“Hey, it’s me,” Devin Shaw, my contact in New Hampshire in charge of finding Alana El Dorado, said. “I have some news.”
There was a long pause and then I said, “Okay.”
“I thought maybe you might guess.” He chuckled. “This is about to blow another of your cases wide open.”
I frowned. “What do you mean?”
“I mean, I got Alana in here, and she was telling me all about herself.” She paused. “Did you know she used to be a resident of Dallas, Texas?”
I tried to widen my eyes to get the sleep out of them, but it was proving hard.
My mind was wide awake, though.
“No, I didn’t,” I admitted. “Alana was an afterthought. I didn’t do much research into her. Why?”
“Well, one, we just found a hit on a case you’re working. A train versus pedestrian one,” Devin murmured. “Two, we only had that because she offered up her DNA, then gave us two confessions. One from a few weeks ago when she was down in Dallas watching Taite’s show, and another from years ago. One involving a train and one of her best friends.”

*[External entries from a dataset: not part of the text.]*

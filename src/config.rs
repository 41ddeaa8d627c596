use std::collections::HashMap;
use std::fmt;
use std::str::FromStr;

use crate::error::TradeViewError;
use crate::schema::{self, date_column, period};

// ── Load options ────────────────────────────────────────────────────────────

/// What the loader does with a row that fails validation.
#[derive(Debug, Clone, Copy, PartialEq, Eq, Default)]
pub enum InvalidRowPolicy {
    /// Abort the whole load on the first invalid row.
    #[default]
    Reject,
    /// Drop invalid rows and report them in the `LoadReport`.
    Quarantine,
}

/// How the date column is read.
#[derive(Debug, Clone, Copy, PartialEq, Eq, Default)]
pub enum DateColumn {
    /// A calendar date parsed with `LoadOptions::date_format`.
    #[default]
    Date,
    /// An integer year, stored as January 1st of that year.
    Year,
}

impl FromStr for DateColumn {
    type Err = TradeViewError;

    fn from_str(s: &str) -> Result<Self, Self::Err> {
        match s.trim().to_ascii_lowercase().as_str() {
            date_column::DATE => Ok(Self::Date),
            date_column::YEAR => Ok(Self::Year),
            other => Err(TradeViewError::InvalidArgument(format!(
                "Invalid date column mode: '{}'. Must be '{}' or '{}'",
                other,
                date_column::DATE,
                date_column::YEAR
            ))),
        }
    }
}

/// Configuration for reading a trade dataset.
#[derive(Debug, Clone)]
pub struct LoadOptions {
    /// CSV field separator (ignored for parquet)
    pub delimiter: u8,
    /// chrono format string for the date column (`DateColumn::Date` only)
    pub date_format: String,
    pub date_column: DateColumn,
    /// Source column name -> canonical column name
    pub rename: HashMap<String, String>,
    pub invalid_rows: InvalidRowPolicy,
}

impl Default for LoadOptions {
    fn default() -> Self {
        Self {
            delimiter: b',',
            date_format: schema::ISO_DATE_FORMAT.to_string(),
            date_column: DateColumn::Date,
            rename: HashMap::new(),
            invalid_rows: InvalidRowPolicy::Reject,
        }
    }
}

impl LoadOptions {
    pub fn with_delimiter(mut self, delimiter: u8) -> Self {
        self.delimiter = delimiter;
        self
    }

    pub fn with_date_format(mut self, format: impl Into<String>) -> Self {
        self.date_format = format.into();
        self
    }

    pub fn with_date_column(mut self, mode: DateColumn) -> Self {
        self.date_column = mode;
        self
    }

    pub fn with_rename(mut self, rename: HashMap<String, String>) -> Self {
        self.rename = rename;
        self
    }

    pub fn with_invalid_rows(mut self, policy: InvalidRowPolicy) -> Self {
        self.invalid_rows = policy;
        self
    }
}

// ── View options ────────────────────────────────────────────────────────────

/// Calendar unit used to bucket the time series.
#[derive(Debug, Clone, Copy, PartialEq, Eq, Default)]
pub enum PeriodGranularity {
    #[default]
    Month,
    Year,
}

impl FromStr for PeriodGranularity {
    type Err = TradeViewError;

    fn from_str(s: &str) -> Result<Self, Self::Err> {
        match s.trim().to_ascii_lowercase().as_str() {
            period::MONTH => Ok(Self::Month),
            period::YEAR => Ok(Self::Year),
            other => Err(TradeViewError::InvalidArgument(format!(
                "Invalid period: '{}'. Must be '{}' or '{}'",
                other,
                period::MONTH,
                period::YEAR
            ))),
        }
    }
}

impl fmt::Display for PeriodGranularity {
    fn fmt(&self, f: &mut fmt::Formatter<'_>) -> fmt::Result {
        match self {
            Self::Month => f.write_str(period::MONTH),
            Self::Year => f.write_str(period::YEAR),
        }
    }
}

#[derive(Debug, Clone, Copy, Default)]
pub struct ViewOptions {
    pub period: PeriodGranularity,
}

// ── String arguments ────────────────────────────────────────────────────────

/// Options from the string arguments a front end passes in.
///
/// Touches no file, so callers run it before loading and a bad argument
/// fails without paying for a full read.
pub fn parse_dashboard_args(
    period: &str,
    date_column: &str,
    delimiter: &str,
) -> Result<(ViewOptions, LoadOptions), TradeViewError> {
    let view = ViewOptions {
        period: period.parse()?,
    };
    let delimiter = match delimiter.as_bytes() {
        [b] => *b,
        _ => {
            return Err(TradeViewError::InvalidArgument(format!(
                "delimiter must be a single byte, got '{}'",
                delimiter
            )))
        }
    };
    let load = LoadOptions::default()
        .with_delimiter(delimiter)
        .with_date_column(date_column.parse()?);
    Ok((view, load))
}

Wide awake now, I sat up so abruptly that I knocked Hollis off of me.
“You’re such an asshole,” she grumbled as she curled into my back, her face pressing against my skin.
“Tell me everything,” I urged, my heart in my throat.
“I’ll let her tell you,” he said. “I recorded the confession. Sent it to your phone before I called. I’ll have her transported down there for the next step.”
After thanking Devin, I nervously went to my phone’s email and pulled it up.
The first email to pop up was the one from Devin.
Clicking on it, I hit the video play button and waited.
Alana, beautiful despite being in a barren interrogation room, was staring at the screen looking green.
“One, tell me what happened a few nights ago,” Devin urged.
Alana looked away from the screen and focused on Devin, reciting everything that happened that night, matching Taite’s story exactly.
A long time later, he said, “And tell me about this friend who was hit by a train.”
That’s when the woman beside me sat up, her hair a fuckin’ mess, and stared at the screen with me.
“Uh, well,” Alana hesitated. “I changed my name from Rose Bloom when I was nineteen. When I was eighteen, I left Dallas behind because I had a friend die.”
“A friend?” Devin asked.
“Yeah, a friend.” She looked back at the screen before turning back to Devin. “I, uh, pushed her.”
My mouth fell open.
“How did you push her?” Devin was confused.
“My friend. She was standing on the top of the tunnel. We were fighting, and I got mad, and I pushed her. She fell in front of the train right when it was going through the tunnel.” Alana looked down at her lap. “I didn’t mean to.”
“How about you start from the beginning?” Devin suggested.
A knock on the door had them both turning toward it, and Devin got up and answered it.
A police officer poked his head in and said, “Her counsel is here.”